(Stored items)
/---

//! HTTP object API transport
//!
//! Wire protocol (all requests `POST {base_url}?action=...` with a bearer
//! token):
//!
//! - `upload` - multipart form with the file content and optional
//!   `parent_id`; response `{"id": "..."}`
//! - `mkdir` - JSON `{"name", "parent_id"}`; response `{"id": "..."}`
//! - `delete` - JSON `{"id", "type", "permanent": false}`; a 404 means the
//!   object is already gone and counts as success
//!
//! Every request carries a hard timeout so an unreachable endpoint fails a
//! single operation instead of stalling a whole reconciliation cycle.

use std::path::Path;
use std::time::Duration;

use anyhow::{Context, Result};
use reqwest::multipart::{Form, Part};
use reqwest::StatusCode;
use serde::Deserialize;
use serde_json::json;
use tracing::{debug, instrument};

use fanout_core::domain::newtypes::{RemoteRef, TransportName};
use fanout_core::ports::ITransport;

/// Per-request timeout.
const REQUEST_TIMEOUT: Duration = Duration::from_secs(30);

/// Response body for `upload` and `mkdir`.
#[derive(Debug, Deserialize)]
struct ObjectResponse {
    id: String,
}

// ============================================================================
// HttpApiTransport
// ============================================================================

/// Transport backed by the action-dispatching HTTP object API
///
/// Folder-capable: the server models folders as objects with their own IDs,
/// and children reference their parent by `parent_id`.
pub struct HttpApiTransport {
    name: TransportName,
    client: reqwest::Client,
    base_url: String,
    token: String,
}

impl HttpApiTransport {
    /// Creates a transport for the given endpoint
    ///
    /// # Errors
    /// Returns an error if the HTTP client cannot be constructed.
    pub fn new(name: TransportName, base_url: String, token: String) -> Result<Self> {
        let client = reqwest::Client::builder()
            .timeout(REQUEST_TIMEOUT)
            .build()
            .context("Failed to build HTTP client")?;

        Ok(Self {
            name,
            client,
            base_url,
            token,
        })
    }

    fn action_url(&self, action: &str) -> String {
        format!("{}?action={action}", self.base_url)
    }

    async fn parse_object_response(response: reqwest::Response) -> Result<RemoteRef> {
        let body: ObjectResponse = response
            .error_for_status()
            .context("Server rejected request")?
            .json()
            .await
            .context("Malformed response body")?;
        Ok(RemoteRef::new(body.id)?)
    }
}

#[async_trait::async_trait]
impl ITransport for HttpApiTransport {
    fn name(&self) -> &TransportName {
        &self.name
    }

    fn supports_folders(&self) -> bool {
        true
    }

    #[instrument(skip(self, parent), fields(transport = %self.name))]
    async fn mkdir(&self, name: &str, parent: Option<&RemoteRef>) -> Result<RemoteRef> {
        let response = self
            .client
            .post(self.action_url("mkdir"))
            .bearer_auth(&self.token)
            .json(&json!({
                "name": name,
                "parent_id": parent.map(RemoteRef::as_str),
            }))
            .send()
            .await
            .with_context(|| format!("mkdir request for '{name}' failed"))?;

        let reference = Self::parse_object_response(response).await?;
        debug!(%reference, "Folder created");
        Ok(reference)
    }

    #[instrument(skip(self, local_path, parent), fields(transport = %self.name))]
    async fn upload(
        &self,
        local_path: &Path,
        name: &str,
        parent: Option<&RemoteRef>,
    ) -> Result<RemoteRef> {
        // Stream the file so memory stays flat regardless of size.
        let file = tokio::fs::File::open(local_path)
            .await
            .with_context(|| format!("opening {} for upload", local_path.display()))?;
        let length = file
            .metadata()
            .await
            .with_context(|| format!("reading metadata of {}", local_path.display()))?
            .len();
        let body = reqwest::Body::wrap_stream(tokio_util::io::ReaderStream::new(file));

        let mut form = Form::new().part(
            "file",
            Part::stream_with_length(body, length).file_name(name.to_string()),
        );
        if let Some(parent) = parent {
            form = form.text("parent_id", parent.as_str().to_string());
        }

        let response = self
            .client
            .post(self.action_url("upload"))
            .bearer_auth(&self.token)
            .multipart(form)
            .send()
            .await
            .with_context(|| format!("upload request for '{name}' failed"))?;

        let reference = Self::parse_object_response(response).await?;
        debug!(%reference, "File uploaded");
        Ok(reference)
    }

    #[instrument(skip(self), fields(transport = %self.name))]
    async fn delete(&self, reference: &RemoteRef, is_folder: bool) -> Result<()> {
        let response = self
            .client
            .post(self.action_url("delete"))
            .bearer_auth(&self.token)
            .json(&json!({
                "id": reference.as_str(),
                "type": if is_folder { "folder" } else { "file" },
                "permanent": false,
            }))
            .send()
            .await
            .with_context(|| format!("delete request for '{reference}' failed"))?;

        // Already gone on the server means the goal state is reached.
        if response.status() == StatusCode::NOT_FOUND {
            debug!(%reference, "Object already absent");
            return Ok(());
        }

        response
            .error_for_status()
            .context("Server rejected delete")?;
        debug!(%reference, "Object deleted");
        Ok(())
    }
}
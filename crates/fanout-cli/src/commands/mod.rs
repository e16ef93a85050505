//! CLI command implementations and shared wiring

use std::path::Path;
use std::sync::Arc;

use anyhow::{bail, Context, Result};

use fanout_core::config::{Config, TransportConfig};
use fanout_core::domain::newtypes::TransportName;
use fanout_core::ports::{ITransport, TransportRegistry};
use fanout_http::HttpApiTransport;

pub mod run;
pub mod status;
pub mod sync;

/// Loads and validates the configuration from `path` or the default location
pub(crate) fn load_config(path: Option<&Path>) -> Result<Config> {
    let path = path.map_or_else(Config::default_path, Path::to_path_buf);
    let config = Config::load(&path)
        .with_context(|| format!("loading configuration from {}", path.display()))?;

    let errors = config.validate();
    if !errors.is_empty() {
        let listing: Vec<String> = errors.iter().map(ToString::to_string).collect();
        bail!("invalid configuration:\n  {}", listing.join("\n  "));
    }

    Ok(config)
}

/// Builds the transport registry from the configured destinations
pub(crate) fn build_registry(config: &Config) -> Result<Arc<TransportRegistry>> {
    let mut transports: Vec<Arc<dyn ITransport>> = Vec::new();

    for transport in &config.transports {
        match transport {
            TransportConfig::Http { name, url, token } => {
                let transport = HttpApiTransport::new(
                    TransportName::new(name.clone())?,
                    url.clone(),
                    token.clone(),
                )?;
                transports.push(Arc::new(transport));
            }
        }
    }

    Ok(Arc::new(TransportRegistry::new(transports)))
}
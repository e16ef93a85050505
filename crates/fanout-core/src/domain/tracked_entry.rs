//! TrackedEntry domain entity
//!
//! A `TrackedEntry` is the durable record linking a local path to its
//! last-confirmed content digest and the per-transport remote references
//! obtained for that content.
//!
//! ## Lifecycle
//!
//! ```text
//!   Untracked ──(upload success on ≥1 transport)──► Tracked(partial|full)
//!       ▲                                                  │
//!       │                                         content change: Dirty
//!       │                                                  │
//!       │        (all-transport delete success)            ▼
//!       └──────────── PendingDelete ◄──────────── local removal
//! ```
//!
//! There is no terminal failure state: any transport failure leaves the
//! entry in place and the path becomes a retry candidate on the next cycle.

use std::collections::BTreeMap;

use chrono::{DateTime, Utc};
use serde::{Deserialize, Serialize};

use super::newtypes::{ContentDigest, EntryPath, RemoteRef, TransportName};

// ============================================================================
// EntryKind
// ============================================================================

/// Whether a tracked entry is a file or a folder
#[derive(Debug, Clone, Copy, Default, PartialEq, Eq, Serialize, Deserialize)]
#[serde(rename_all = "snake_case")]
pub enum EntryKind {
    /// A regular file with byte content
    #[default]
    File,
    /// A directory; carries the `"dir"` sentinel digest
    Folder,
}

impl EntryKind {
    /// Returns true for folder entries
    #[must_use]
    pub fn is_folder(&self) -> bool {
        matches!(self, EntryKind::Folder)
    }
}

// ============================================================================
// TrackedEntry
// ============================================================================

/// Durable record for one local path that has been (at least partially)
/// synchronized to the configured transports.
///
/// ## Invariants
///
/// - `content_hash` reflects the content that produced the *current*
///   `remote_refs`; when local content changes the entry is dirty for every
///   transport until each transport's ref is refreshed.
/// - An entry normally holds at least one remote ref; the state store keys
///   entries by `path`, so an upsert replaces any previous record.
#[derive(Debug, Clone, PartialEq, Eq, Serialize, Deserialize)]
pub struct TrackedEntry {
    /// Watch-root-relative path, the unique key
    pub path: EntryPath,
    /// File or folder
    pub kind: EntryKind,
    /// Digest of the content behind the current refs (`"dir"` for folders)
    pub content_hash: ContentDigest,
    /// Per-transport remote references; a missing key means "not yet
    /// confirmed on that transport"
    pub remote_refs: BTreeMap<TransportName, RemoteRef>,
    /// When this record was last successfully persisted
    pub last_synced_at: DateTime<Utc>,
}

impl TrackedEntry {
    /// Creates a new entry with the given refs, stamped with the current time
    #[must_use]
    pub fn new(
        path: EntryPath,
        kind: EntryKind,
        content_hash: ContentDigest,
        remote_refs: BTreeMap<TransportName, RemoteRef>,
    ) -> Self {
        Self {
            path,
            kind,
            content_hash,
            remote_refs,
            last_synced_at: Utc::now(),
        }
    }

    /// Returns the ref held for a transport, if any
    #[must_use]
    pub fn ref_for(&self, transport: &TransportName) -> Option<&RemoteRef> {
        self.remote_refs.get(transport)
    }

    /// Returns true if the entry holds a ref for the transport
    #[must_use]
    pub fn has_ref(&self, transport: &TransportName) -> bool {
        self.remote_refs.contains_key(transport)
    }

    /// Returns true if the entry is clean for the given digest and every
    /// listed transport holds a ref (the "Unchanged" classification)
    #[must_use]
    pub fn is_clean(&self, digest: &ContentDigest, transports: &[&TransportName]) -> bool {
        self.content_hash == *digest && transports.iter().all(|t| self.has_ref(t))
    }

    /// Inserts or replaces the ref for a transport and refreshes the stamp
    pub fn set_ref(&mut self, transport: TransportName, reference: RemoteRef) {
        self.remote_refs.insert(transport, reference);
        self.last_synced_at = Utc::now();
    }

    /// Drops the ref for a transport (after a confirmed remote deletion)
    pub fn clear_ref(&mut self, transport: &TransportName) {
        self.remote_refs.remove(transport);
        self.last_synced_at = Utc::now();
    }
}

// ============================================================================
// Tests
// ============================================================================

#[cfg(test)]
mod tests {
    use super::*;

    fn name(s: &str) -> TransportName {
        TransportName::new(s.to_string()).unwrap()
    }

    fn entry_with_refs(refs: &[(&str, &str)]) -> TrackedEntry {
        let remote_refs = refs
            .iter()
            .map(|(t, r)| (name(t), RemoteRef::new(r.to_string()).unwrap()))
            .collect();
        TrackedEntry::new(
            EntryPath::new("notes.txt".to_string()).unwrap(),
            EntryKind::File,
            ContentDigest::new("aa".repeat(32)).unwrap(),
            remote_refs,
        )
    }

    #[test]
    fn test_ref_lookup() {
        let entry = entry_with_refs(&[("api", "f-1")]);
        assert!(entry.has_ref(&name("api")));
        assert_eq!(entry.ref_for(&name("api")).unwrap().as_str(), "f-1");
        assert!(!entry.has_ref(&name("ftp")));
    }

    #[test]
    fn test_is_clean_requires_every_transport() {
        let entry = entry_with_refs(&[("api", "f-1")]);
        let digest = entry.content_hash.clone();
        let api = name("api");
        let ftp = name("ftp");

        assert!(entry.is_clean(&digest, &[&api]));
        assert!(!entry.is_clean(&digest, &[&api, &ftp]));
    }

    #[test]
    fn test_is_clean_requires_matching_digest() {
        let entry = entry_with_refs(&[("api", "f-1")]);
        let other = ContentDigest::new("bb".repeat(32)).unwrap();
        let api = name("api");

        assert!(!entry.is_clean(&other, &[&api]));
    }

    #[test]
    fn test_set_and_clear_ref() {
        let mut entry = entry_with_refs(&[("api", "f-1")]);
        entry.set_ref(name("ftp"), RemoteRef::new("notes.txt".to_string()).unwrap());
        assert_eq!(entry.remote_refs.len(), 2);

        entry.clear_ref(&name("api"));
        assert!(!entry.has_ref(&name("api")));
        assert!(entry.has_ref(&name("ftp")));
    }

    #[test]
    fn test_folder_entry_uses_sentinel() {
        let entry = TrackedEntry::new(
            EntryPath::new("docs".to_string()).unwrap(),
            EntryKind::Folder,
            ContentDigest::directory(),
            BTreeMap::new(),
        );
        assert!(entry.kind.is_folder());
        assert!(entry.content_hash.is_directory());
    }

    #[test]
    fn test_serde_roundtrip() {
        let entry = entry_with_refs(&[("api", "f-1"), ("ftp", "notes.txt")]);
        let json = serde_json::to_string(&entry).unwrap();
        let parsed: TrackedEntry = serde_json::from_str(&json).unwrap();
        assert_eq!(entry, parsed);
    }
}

\---
/---

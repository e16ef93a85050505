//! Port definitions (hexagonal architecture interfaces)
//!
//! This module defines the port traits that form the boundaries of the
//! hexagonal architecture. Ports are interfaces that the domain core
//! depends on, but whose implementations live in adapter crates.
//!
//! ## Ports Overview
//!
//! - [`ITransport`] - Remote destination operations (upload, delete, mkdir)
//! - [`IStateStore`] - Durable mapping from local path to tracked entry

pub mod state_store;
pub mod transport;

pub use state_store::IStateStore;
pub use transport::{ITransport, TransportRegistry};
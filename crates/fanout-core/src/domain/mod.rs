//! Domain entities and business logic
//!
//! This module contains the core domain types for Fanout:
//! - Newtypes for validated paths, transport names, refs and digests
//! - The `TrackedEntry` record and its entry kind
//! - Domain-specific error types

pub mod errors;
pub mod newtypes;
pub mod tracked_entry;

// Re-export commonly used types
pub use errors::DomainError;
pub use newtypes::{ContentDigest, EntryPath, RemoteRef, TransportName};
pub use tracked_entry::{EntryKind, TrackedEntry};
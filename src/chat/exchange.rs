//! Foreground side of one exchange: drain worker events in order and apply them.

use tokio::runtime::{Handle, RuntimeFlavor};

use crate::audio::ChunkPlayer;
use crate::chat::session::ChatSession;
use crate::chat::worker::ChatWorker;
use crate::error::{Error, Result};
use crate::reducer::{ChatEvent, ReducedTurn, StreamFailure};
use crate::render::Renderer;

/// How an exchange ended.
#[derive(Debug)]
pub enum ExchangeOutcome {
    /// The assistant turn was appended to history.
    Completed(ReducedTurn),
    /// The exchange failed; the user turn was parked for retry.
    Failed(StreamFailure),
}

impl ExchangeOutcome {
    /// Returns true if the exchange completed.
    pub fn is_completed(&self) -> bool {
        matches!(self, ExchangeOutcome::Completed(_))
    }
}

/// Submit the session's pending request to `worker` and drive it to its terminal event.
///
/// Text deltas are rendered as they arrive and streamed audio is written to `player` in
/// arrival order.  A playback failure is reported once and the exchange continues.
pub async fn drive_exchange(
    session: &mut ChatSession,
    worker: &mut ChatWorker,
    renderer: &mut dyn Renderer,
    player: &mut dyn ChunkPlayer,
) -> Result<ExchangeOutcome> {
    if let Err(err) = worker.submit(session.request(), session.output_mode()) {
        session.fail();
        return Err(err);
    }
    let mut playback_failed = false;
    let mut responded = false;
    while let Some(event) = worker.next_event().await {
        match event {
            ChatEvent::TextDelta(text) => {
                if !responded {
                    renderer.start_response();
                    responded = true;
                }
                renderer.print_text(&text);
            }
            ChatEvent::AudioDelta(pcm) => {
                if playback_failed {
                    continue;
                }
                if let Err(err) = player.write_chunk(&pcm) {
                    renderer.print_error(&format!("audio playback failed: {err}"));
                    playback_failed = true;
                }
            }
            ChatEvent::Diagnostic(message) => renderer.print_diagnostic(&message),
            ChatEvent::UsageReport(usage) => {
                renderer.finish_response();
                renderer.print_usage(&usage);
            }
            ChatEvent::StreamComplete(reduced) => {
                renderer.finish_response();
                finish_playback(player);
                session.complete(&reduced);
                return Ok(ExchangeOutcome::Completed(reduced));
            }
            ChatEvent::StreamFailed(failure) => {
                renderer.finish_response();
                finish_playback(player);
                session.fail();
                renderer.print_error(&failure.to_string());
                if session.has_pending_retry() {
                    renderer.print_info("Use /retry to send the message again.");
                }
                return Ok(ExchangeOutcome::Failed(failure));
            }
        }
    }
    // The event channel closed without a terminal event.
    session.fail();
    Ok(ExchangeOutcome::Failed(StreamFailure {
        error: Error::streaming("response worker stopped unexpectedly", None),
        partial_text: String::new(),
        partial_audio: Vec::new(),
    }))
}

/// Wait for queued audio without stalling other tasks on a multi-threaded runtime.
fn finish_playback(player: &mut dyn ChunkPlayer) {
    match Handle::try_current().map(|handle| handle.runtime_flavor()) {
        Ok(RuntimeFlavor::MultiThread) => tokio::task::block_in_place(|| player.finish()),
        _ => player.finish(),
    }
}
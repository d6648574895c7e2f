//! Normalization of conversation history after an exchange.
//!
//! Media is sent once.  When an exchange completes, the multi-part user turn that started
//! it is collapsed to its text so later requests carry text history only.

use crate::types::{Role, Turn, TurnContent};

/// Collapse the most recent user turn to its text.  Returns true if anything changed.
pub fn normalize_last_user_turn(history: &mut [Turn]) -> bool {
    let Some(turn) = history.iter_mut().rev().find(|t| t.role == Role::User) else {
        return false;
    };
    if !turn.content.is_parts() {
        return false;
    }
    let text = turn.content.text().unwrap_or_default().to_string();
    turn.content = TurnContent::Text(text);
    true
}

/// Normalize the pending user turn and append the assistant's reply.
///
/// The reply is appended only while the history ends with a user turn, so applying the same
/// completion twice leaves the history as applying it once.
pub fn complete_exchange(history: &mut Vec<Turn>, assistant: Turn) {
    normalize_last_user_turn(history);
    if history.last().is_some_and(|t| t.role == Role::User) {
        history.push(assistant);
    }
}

\---

(Aim of the task)
Using the records above, copy each line that contains "false".

(Result)
//! - `delete` - JSON `{"id", "type", "permanent": false}`; a 404 means the
                "permanent": false,
    let mut playback_failed = false;
    let mut responded = false;
        return false;
        return false;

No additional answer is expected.